Task to carry out: Set the data down once more, in full and exactly.

The input:

········

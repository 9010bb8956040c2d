//! Socket coupling: values exchanged with an external orchestrator.

use std::path::PathBuf;

use crate::config::{CosimConfig, CouplingMode};
use crate::error::{CosimError, CosimResult};
use crate::host::{HostModel, HostPhase};
use crate::resolver::{HostTarget, ResolutionLog, resolve_output, resolve_target};
use crate::socket::{FLAG_END_OF_SIMULATION, FLAG_HOST_ERROR, SocketSession, VariableMap};
use crate::stepper::state::StepperState;
use crate::telemetry::{Direction, ExchangeLog, ExchangeRecord};

const CHANNEL: &str = "socket";

/// A resolved host output, sent to the peer.
#[derive(Debug, Clone)]
struct SentBinding {
    label: String,
    handle: usize,
}

/// A resolved host entity, written with a value from the peer.
#[derive(Debug, Clone)]
struct ReceivedBinding {
    label: String,
    target: HostTarget,
}

/// Owns the session and the positional variable bindings.
#[derive(Debug)]
pub struct SocketDriver {
    mode: CouplingMode,
    socket_config: PathBuf,
    variables_config: PathBuf,
    capacity: usize,
    session: SocketSession,
    sent: Vec<SentBinding>,
    received: Vec<ReceivedBinding>,
}

impl SocketDriver {
    pub fn new(mode: CouplingMode, config: &CosimConfig) -> Self {
        Self {
            mode,
            socket_config: config.interface.socket_config.clone(),
            variables_config: config.interface.variables_config.clone(),
            capacity: config.interface.max_exchange_variables,
            session: SocketSession::new(),
            sent: Vec::new(),
            received: Vec::new(),
        }
    }

    pub fn session(&self) -> &SocketSession {
        &self.session
    }

    /// Connects, reads the variable map and resolves every entry.
    ///
    /// # Errors
    ///
    /// Connection and descriptor failures immediately; resolution failures
    /// all together.
    pub fn configure(&mut self, host: &dyn HostModel) -> CosimResult<()> {
        self.session.connect(&self.socket_config)?;
        if !host.has_weather_run_period() {
            return Err(CosimError::NoRunPeriod);
        }

        let map = VariableMap::load(&self.variables_config, self.capacity)?;
        log::info!("number of outputs in external interface = {}", map.sent.len());
        log::info!("number of inputs  in external interface = {}", map.received.len());

        let context = format!("variable map \"{}\"", self.variables_config.display());
        let mut log = ResolutionLog::new();
        for v in &map.sent {
            if let Some(handle) = log.record(&context, resolve_output(host, &v.key, &v.name)) {
                self.sent.push(SentBinding {
                    label: format!("{}:{}", v.key, v.name),
                    handle,
                });
            }
        }
        for v in &map.received {
            if let Some(target) = log.record(&context, resolve_target(host, v.kind, &v.name)) {
                self.received.push(ReceivedBinding {
                    label: v.name.clone(),
                    target,
                });
            }
        }
        log.finish()
    }

    /// Performs the exchange of one host tick.
    ///
    /// Values are only exchanged during the run period.
    pub fn tick(
        &mut self,
        state: StepperState,
        host: &mut dyn HostModel,
        trace: &mut ExchangeLog,
        tick: usize,
    ) -> CosimResult<StepperState> {
        let phase = host.phase();
        if phase != HostPhase::RunPeriod {
            return Ok(state);
        }

        let first = state == StepperState::Configured;
        if first {
            log::info!("external interface starts first data exchange");
        }
        let time = if first { 0.0 } else { host.elapsed_seconds() };

        if self.session.take_continue_warning() && self.mode == CouplingMode::SocketMaster {
            log::warn!(
                "continue simulation without updated values from server at t = {:.2} hours",
                time / 3600.0
            );
        }
        if !self.session.no_more_values {
            self.exchange(host, time, phase, trace, tick)?;
        }
        if self.received.iter().any(|r| r.target.is_rule_variable()) {
            host.refresh_rules();
        }
        Ok(StepperState::SteadyStepping)
    }

    fn exchange(
        &mut self,
        host: &mut dyn HostModel,
        time: f64,
        phase: HostPhase,
        trace: &mut ExchangeLog,
        tick: usize,
    ) -> CosimResult<()> {
        let values: Vec<f64> = self.sent.iter().map(|s| host.output_value(s.handle)).collect();
        let reply = self
            .session
            .exchange(time, &values)
            .map_err(|source| CosimError::Exchange {
                hours: time / 3600.0,
                source,
            })?;

        if reply.flag != 0 {
            self.session.stop_receiving();
            match self.mode {
                CouplingMode::PackageExport => log::info!(
                    "external interface finished at time = {:.2} hours (flag {})",
                    time / 3600.0,
                    reply.flag
                ),
                _ => log::error!(
                    "received end of simulation flag {} at time = {:.2} hours",
                    reply.flag,
                    time / 3600.0
                ),
            }
            return Ok(());
        }
        if reply.values.len() != self.received.len() {
            return Err(CosimError::LengthMismatch {
                received: reply.values.len(),
                expected: self.received.len(),
            });
        }

        for (s, v) in self.sent.iter().zip(&values) {
            trace.push(record(tick, phase, time, &s.label, Direction::ToExternal, *v));
        }
        for (r, v) in self.received.iter().zip(&reply.values) {
            r.target.apply(host, *v);
            trace.push(record(tick, phase, time, &r.label, Direction::FromExternal, *v));
        }
        log::trace!("exchanged {} / {} values at t = {time}", values.len(), reply.values.len());
        Ok(())
    }

    /// Best-effort error notice to the peer.
    pub fn notify_error(&mut self) {
        self.session.notify_error();
    }

    /// Tells the peer the host finished and closes the connection.
    pub fn terminate(&mut self) {
        self.session.close(FLAG_END_OF_SIMULATION, &self.socket_config);
    }

    /// Tells the peer the host stopped on its own error and closes the connection.
    pub fn abort(&mut self) {
        self.session.close(FLAG_HOST_ERROR, &self.socket_config);
    }
}

fn record(
    tick: usize,
    phase: HostPhase,
    time_s: f64,
    variable: &str,
    direction: Direction,
    value: f64,
) -> ExchangeRecord {
    ExchangeRecord {
        tick,
        phase,
        time_s,
        channel: CHANNEL.to_string(),
        variable: variable.to_string(),
        direction,
        value,
    }
}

········

Result:
repository 9010bb8956040c2d
//! Socket coupling: values exchanged with an external orchestrator.

use std::path::PathBuf;

use crate::config::{CosimConfig, CouplingMode};
use crate::error::{CosimError, CosimResult};
use crate::host::{HostModel, HostPhase};
use crate::resolver::{HostTarget, ResolutionLog, resolve_output, resolve_target};
use crate::socket::{FLAG_END_OF_SIMULATION, FLAG_HOST_ERROR, SocketSession, VariableMap};
use crate::stepper::state::StepperState;
use crate::telemetry::{Direction, ExchangeLog, ExchangeRecord};

const CHANNEL: &str = "socket";

/// A resolved host output, sent to the peer.
#[derive(Debug, Clone)]
struct SentBinding {
    label: String,
    handle: usize,
}

/// A resolved host entity, written with a value from the peer.
#[derive(Debug, Clone)]
struct ReceivedBinding {
    label: String,
    target: HostTarget,
}

/// Owns the session and the positional variable bindings.
#[derive(Debug)]
pub struct SocketDriver {
    mode: CouplingMode,
    socket_config: PathBuf,
    variables_config: PathBuf,
    capacity: usize,
    session: SocketSession,
    sent: Vec<SentBinding>,
    received: Vec<ReceivedBinding>,
}

impl SocketDriver {
    pub fn new(mode: CouplingMode, config: &CosimConfig) -> Self {
        Self {
            mode,
            socket_config: config.interface.socket_config.clone(),
            variables_config: config.interface.variables_config.clone(),
            capacity: config.interface.max_exchange_variables,
            session: SocketSession::new(),
            sent: Vec::new(),
            received: Vec::new(),
        }
    }

    pub fn session(&self) -> &SocketSession {
        &self.session
    }

    /// Connects, reads the variable map and resolves every entry.
    ///
    /// # Errors
    ///
    /// Connection and descriptor failures immediately; resolution failures
    /// all together.
    pub fn configure(&mut self, host: &dyn HostModel) -> CosimResult<()> {
        self.session.connect(&self.socket_config)?;
        if !host.has_weather_run_period() {
            return Err(CosimError::NoRunPeriod);
        }

        let map = VariableMap::load(&self.variables_config, self.capacity)?;
        log::info!("number of outputs in external interface = {}", map.sent.len());
        log::info!("number of inputs  in external interface = {}", map.received.len());

        let context = format!("variable map \"{}\"", self.variables_config.display());
        let mut log = ResolutionLog::new();
        for v in &map.sent {
            if let Some(handle) = log.record(&context, resolve_output(host, &v.key, &v.name)) {
                self.sent.push(SentBinding {
                    label: format!("{}:{}", v.key, v.name),
                    handle,
                });
            }
        }
        for v in &map.received {
            if let Some(target) = log.record(&context, resolve_target(host, v.kind, &v.name)) {
                self.received.push(ReceivedBinding {
                    label: v.name.clone(),
                    target,
                });
            }
        }
        log.finish()
    }

    /// Performs the exchange of one host tick.
    ///
    /// Values are only exchanged during the run period.
    pub fn tick(
        &mut self,
        state: StepperState,
        host: &mut dyn HostModel,
        trace: &mut ExchangeLog,
        tick: usize,
    ) -> CosimResult<StepperState> {
        let phase = host.phase();
        if phase != HostPhase::RunPeriod {
            return Ok(state);
        }

        let first = state == StepperState::Configured;
        if first {
            log::info!("external interface starts first data exchange");
        }
        let time = if first { 0.0 } else { host.elapsed_seconds() };

        if self.session.take_continue_warning() && self.mode == CouplingMode::SocketMaster {
            log::warn!(
                "continue simulation without updated values from server at t = {:.2} hours",
                time / 3600.0
            );
        }
        if !self.session.no_more_values {
            self.exchange(host, time, phase, trace, tick)?;
        }
        if self.received.iter().any(|r| r.target.is_rule_variable()) {
            host.refresh_rules();
        }
        Ok(StepperState::SteadyStepping)
    }

    fn exchange(
        &mut self,
        host: &mut dyn HostModel,
        time: f64,
        phase: HostPhase,
        trace: &mut ExchangeLog,
        tick: usize,
    ) -> CosimResult<()> {
        let values: Vec<f64> = self.sent.iter().map(|s| host.output_value(s.handle)).collect();
        let reply = self
            .session
            .exchange(time, &values)
            .map_err(|source| CosimError::Exchange {
                hours: time / 3600.0,
                source,
            })?;

        if reply.flag != 0 {
            self.session.stop_receiving();
            match self.mode {
                CouplingMode::PackageExport => log::info!(
                    "external interface finished at time = {:.2} hours (flag {})",
                    time / 3600.0,
                    reply.flag
                ),
                _ => log::error!(
                    "received end of simulation flag {} at time = {:.2} hours",
                    reply.flag,
                    time / 3600.0
                ),
            }
            return Ok(());
        }
        if reply.values.len() != self.received.len() {
            return Err(CosimError::LengthMismatch {
                received: reply.values.len(),
                expected: self.received.len(),
            });
        }

        for (s, v) in self.sent.iter().zip(&values) {
            trace.push(record(tick, phase, time, &s.label, Direction::ToExternal, *v));
        }
        for (r, v) in self.received.iter().zip(&reply.values) {
            r.target.apply(host, *v);
            trace.push(record(tick, phase, time, &r.label, Direction::FromExternal, *v));
        }
        log::trace!("exchanged {} / {} values at t = {time}", values.len(), reply.values.len());
        Ok(())
    }

    /// Best-effort error notice to the peer.
    pub fn notify_error(&mut self) {
        self.session.notify_error();
    }

    /// Tells the peer the host finished and closes the connection.
    pub fn terminate(&mut self) {
        self.session.close(FLAG_END_OF_SIMULATION, &self.socket_config);
    }

    /// Tells the peer the host stopped on its own error and closes the connection.
    pub fn abort(&mut self) {
        self.session.close(FLAG_HOST_ERROR, &self.socket_config);
    }
}

fn record(
    tick: usize,
    phase: HostPhase,
    time_s: f64,
    variable: &str,
    direction: Direction,
    value: f64,
) -> ExchangeRecord {
    ExchangeRecord {
        tick,
        phase,
        time_s,
        channel: CHANNEL.to_string(),
        variable: variable.to_string(),
        direction,
        value,
    }
}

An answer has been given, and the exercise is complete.